* [The data]
┌──

// Copyright (c) 2025 John Wilger
// SPDX-License-Identifier: MIT

//! Markdown reference documentation generator.

use std::fs;
use std::path::Path;

use crate::declarations::{Function, Interface};
use crate::text::TextWrapper;

use super::{GenerateError, Generator};

const DOC_WIDTH: usize = 79;

/// Generates a Markdown reference for an interface declaration.
pub struct DocsGenerator;

impl Generator for DocsGenerator {
    fn generate(&self, interface: &Interface, output_path: &Path) -> Result<(), GenerateError> {
        let name = interface.name().unwrap_or("interface");
        let mut out = String::new();

        out.push_str(&format!("# {name}\n"));
        write_paragraphs(&mut out, interface.documentation());

        let enums = interface.enums_sorted_by_name();
        if !enums.is_empty() {
            out.push_str("\n## Enumerations\n");

            for decl in enums {
                out.push_str(&format!("\n### {}\n", decl.name()));
                write_paragraphs(&mut out, decl.documentation());
                out.push('\n');

                for value in decl.values_sorted_by_value() {
                    out.push_str(&format!("- `{}`: `{}`\n", value.value, value.name));
                }
            }
        }

        let structs = interface.structs_sorted_by_name();
        if !structs.is_empty() {
            out.push_str("\n## Structs\n");

            for decl in structs {
                match decl.parent_name() {
                    Some(parent) => {
                        out.push_str(&format!("\n### {} : {}\n", decl.name(), parent));
                    }
                    None => out.push_str(&format!("\n### {}\n", decl.name())),
                }
                write_paragraphs(&mut out, decl.documentation());
                out.push('\n');

                for field in decl.fields_sorted_by_index() {
                    out.push_str(&format!(
                        "- `{}: {} {}`\n",
                        field.index, field.name, field.field_type
                    ));
                }
            }
        }

        let exceptions = interface.exceptions_sorted_by_name();
        if !exceptions.is_empty() {
            out.push_str("\n## Exceptions\n");

            for decl in exceptions {
                out.push_str(&format!("\n### {}\n", decl.name()));
                write_paragraphs(&mut out, decl.documentation());
            }
        }

        let services = interface.services_sorted_by_name();
        if !services.is_empty() {
            out.push_str("\n## Services\n");

            for decl in services {
                match decl.parent_name() {
                    Some(parent) => {
                        out.push_str(&format!("\n### {} : {}\n", decl.name(), parent));
                    }
                    None => out.push_str(&format!("\n### {}\n", decl.name())),
                }
                write_paragraphs(&mut out, decl.documentation());

                for function in decl.functions_sorted_by_name() {
                    out.push_str(&format!("\n#### `{}`\n", signature(function)));
                    write_paragraphs(&mut out, function.documentation());
                }
            }
        }

        fs::write(output_path.join(format!("{name}.md")), out)?;

        Ok(())
    }
}

/// Renders a function signature in definition file syntax.
fn signature(function: &Function) -> String {
    let arguments: Vec<String> = function
        .arguments_sorted_by_index()
        .iter()
        .map(|a| format!("{}: {} {}", a.index, a.name, a.argument_type))
        .collect();

    let mut rendered = format!("{}({})", function.name(), arguments.join(", "));

    if let Some(return_type) = function.return_type() {
        rendered.push_str(&format!(" {return_type}"));
    }

    rendered
}

/// Writes documentation paragraphs, wrapped, separated by blank lines.
fn write_paragraphs(out: &mut String, documentation: &[String]) {
    let wrapper = TextWrapper::simple(DOC_WIDTH);

    for paragraph in documentation {
        out.push('\n');

        for line in wrapper.wrap(paragraph) {
            out.push_str(&line);
            out.push('\n');
        }
    }
}
// Copyright (c) 2025 John Wilger
// SPDX-License-Identifier: MIT

//! Entangle - compiler front-end for the Entangle interface definition
//! language.
//!
//! The binary dispatches the `version`, `validate` and `generate`
//! subcommands; see [`entangle::cli`] for the command surface and the
//! library crate for the parsing core.

use std::process::ExitCode;

use entangle::cli::Cli;

fn main() -> ExitCode {
    Cli::run()
}
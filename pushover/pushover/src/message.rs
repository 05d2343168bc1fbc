use std::borrow::Cow;
use std::fmt::Display;

use maplit::{hashmap, hashset};

use crate::Error;

/// Pushover message parameters. <https://pushover.net/api#messages>
#[derive(Clone, Debug, Default)]
pub struct Message<'a> {
    user: Cow<'a, str>,
    message: Cow<'a, str>,
    /// Your user's device name to send the message directly to that device,
    /// rather than all of the user's devices (multiple devices may be separated by a comma).
    /// <https://pushover.net/api#identifiers>
    pub device: Option<&'a str>,
    /// Your message's title, otherwise your app's name is used. <https://pushover.net/api#messages>
    pub title: Option<&'a str>,
    /// A supplementary URL to show with your message. <https://pushover.net/api#urls>
    pub url: Option<&'a str>,
    /// A title for your supplementary URL,
    /// otherwise just the URL is shown. <https://pushover.net/api#urls>
    pub url_title: Option<&'a str>,
    /// Messages may be sent with a different priority that affects
    /// how the message is presented to the user. <https://pushover.net/api#priority>
    pub priority: Option<Priority>,
    /// How often, in seconds, Pushover retries an emergency message.
    /// Required with [`Priority::Emergency`]. <https://pushover.net/api#priority>
    pub retry: Option<u32>,
    /// How many seconds an emergency message keeps being retried.
    /// Required with [`Priority::Emergency`]. <https://pushover.net/api#priority>
    pub expire: Option<u32>,
    /// A Unix timestamp of your message's date and time to display to the user,
    /// rather than the time your message is received by the API. <https://pushover.net/api#timestamp>
    pub timestamp: Option<u64>,
    /// Name of a sound to play, see [`crate::Client::get_sounds`]. <https://pushover.net/api#sounds>
    pub sound: Option<&'a str>,
    /// To enable HTML formatting. <https://pushover.net/api#html>
    ///
    /// The body is sanitized with [`sanitize_message`] before sending: tags other than
    /// `b`, `i`, `u`, `font` and `a` are removed, text is entity-escaped and links get
    /// `rel="noopener noreferrer"`.
    pub html: bool,
    /// To enable monospace messages. <https://pushover.net/api#html>
    pub monospace: bool,
}

/// Messages may be sent with a different priority
/// that affects how the message is presented to the user. <https://pushover.net/api#priority>
#[derive(Clone, Copy, Debug, Eq, PartialEq, strum::Display, strum::EnumString)]
pub enum Priority {
    /// No notification, only a badge.
    #[strum(to_string = "-2", serialize = "lowest")]
    Lowest,
    /// Quiet notification.
    #[strum(to_string = "-1", serialize = "low")]
    Low,
    /// Normal (default)
    #[strum(to_string = "0", serialize = "normal")]
    Normal,
    /// Bypasses the user's quiet hours.
    #[strum(to_string = "1", serialize = "high")]
    High,
    /// Repeated until acknowledged, requires retry and expire.
    #[strum(to_string = "2", serialize = "emergency")]
    Emergency,
}

/// Strips every tag Pushover does not render from an HTML message.
#[doc(hidden)]
pub fn sanitize_message<'a, T>(message: T) -> Cow<'a, str>
where
    T: Into<Cow<'a, str>>,
{
    let tags = hashset!["b", "i", "u", "font", "a"];
    let tag_attrs = hashmap![
        "a" => hashset!["href"],
        "font" => hashset!["color"],
    ];
    let message = message.into();
    ammonia::Builder::default()
        .tags(tags)
        .tag_attributes(tag_attrs)
        .clean(message.as_ref())
        .to_string()
        .into()
}

type Form = Vec<(&'static str, String)>;

fn push_optional<T: Display>(form: &mut Form, name: &'static str, value: Option<T>) {
    if let Some(v) = value {
        form.push((name, v.to_string()));
    }
}

impl<'a> Message<'a> {
    /// Creates a [`Message`] for a user or group key.
    ///
    /// ```rust
    /// # use pushover::Message;
    /// // Notify user
    /// Message::new("user", "message");
    /// // Notify group of users
    /// Message::new("group", "message");
    /// ```
    pub fn new<T>(user: T, message: T) -> Self
    where
        T: Into<Cow<'a, str>>,
    {
        Self {
            user: user.into(),
            message: message.into(),
            ..Default::default()
        }
    }

    /// User or group key.
    pub fn user(&self) -> &str {
        &self.user
    }

    /// Message body, as given.
    pub fn message(&self) -> &str {
        &self.message
    }

    /// Form fields of `messages.json`, absent parameters omitted.
    pub(crate) fn form(&self, token: &str) -> Result<Form, Error> {
        if self.html && self.monospace {
            return Err(Error::HtmlMonospace);
        }

        let message = if self.html {
            sanitize_message(self.message.as_ref())
        } else {
            Cow::Borrowed(self.message.as_ref())
        };

        let mut form = vec![
            ("token", token.to_string()),
            ("user", self.user.to_string()),
            ("message", message.into_owned()),
        ];
        push_optional(&mut form, "device", self.device);
        push_optional(&mut form, "title", self.title);
        push_optional(&mut form, "url", self.url);
        push_optional(&mut form, "url_title", self.url_title);
        push_optional(&mut form, "priority", self.priority);
        push_optional(&mut form, "retry", self.retry);
        push_optional(&mut form, "expire", self.expire);
        push_optional(&mut form, "timestamp", self.timestamp);
        push_optional(&mut form, "sound", self.sound);
        push_optional(&mut form, "html", self.html.then(|| 1));
        push_optional(&mut form, "monospace", self.monospace.then(|| 1));
        Ok(form)
    }
}
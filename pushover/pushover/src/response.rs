use std::collections::BTreeMap;

use serde::{Deserialize, Deserializer};

/// Pushover API response. <https://pushover.net/api#response>
#[derive(Clone, Debug, Deserialize)]
pub struct Response {
    /// If POST request to API was valid, we will receive an HTTP 200 (OK) status, with a JSON object containing a status code of `1`.
    pub status: u8,
    /// The `request` parameter returned from all API calls is a randomly-generated unique token that we have associated with your request.
    pub request: String,
    /// ...and an `errors` array detailing which parameters were invalid.
    pub errors: Option<Vec<String>>,
    /// Receipt of an emergency message. <https://pushover.net/api/receipts>
    pub receipt: Option<String>,
}

/// Response of `users/validate.json`. <https://pushover.net/api#validate>
#[derive(Clone, Debug, Deserialize)]
pub struct ValidateResponse {
    /// Always `1` once returned to the caller.
    pub status: u8,
    /// Request identifier.
    pub request: String,
    /// Whether the key belongs to a group rather than a user.
    #[serde(rename = "group", default, deserialize_with = "int_bool")]
    pub is_group: bool,
    /// Active devices of a user, empty for groups.
    #[serde(default)]
    pub devices: Vec<String>,
    /// Platforms the user has licensed.
    #[serde(default)]
    pub licenses: Vec<String>,
}

/// Response of `receipts/{receipt}.json`. <https://pushover.net/api/receipts>
#[derive(Clone, Debug, Deserialize)]
pub struct ReceiptResponse {
    /// Always `1` once returned to the caller.
    pub status: u8,
    /// Request identifier.
    pub request: String,
    /// Whether the emergency message has been acknowledged.
    #[serde(default, deserialize_with = "int_bool")]
    pub acknowledged: bool,
    /// Unix timestamp of the acknowledgement, `0` if none.
    #[serde(default)]
    pub acknowledged_at: u64,
    /// User key of the acknowledging user.
    #[serde(default)]
    pub acknowledged_by: String,
    /// Device the message was acknowledged from.
    #[serde(default)]
    pub acknowledged_by_device: String,
    /// Unix timestamp of the most recent delivery.
    #[serde(default)]
    pub last_delivered_at: u64,
    /// Whether retries have stopped because `expire` passed.
    #[serde(default, deserialize_with = "int_bool")]
    pub expired: bool,
    /// Unix timestamp at which retries stop.
    #[serde(default)]
    pub expires_at: u64,
    /// Whether the callback URL has been called.
    #[serde(default, deserialize_with = "int_bool")]
    pub called_back: bool,
    /// Unix timestamp of the callback.
    #[serde(default)]
    pub called_back_at: u64,
}

#[derive(Deserialize)]
pub(crate) struct SoundsResponse {
    #[serde(default)]
    pub(crate) sounds: BTreeMap<String, String>,
}

/// Fields shared by every response, read before the endpoint-specific body.
#[derive(Deserialize)]
pub(crate) struct Envelope {
    #[serde(default)]
    pub(crate) status: u8,
    #[serde(default)]
    pub(crate) errors: Vec<String>,
}

impl Envelope {
    pub(crate) fn is_success(&self) -> bool {
        self.status == 1
    }
}

fn int_bool<'de, D>(deserializer: D) -> Result<bool, D::Error>
where
    D: Deserializer<'de>,
{
    Ok(u64::deserialize(deserializer)? != 0)
}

└──

* [Work instructions] Restate the data verbatim through the "use crate::text::TextWrapper;" line.

* [Task output]
// Copyright (c) 2025 John Wilger
// SPDX-License-Identifier: MIT

//! Markdown reference documentation generator.

use std::fs;
use std::path::Path;

use crate::declarations::{Function, Interface};
use crate::text::TextWrapper;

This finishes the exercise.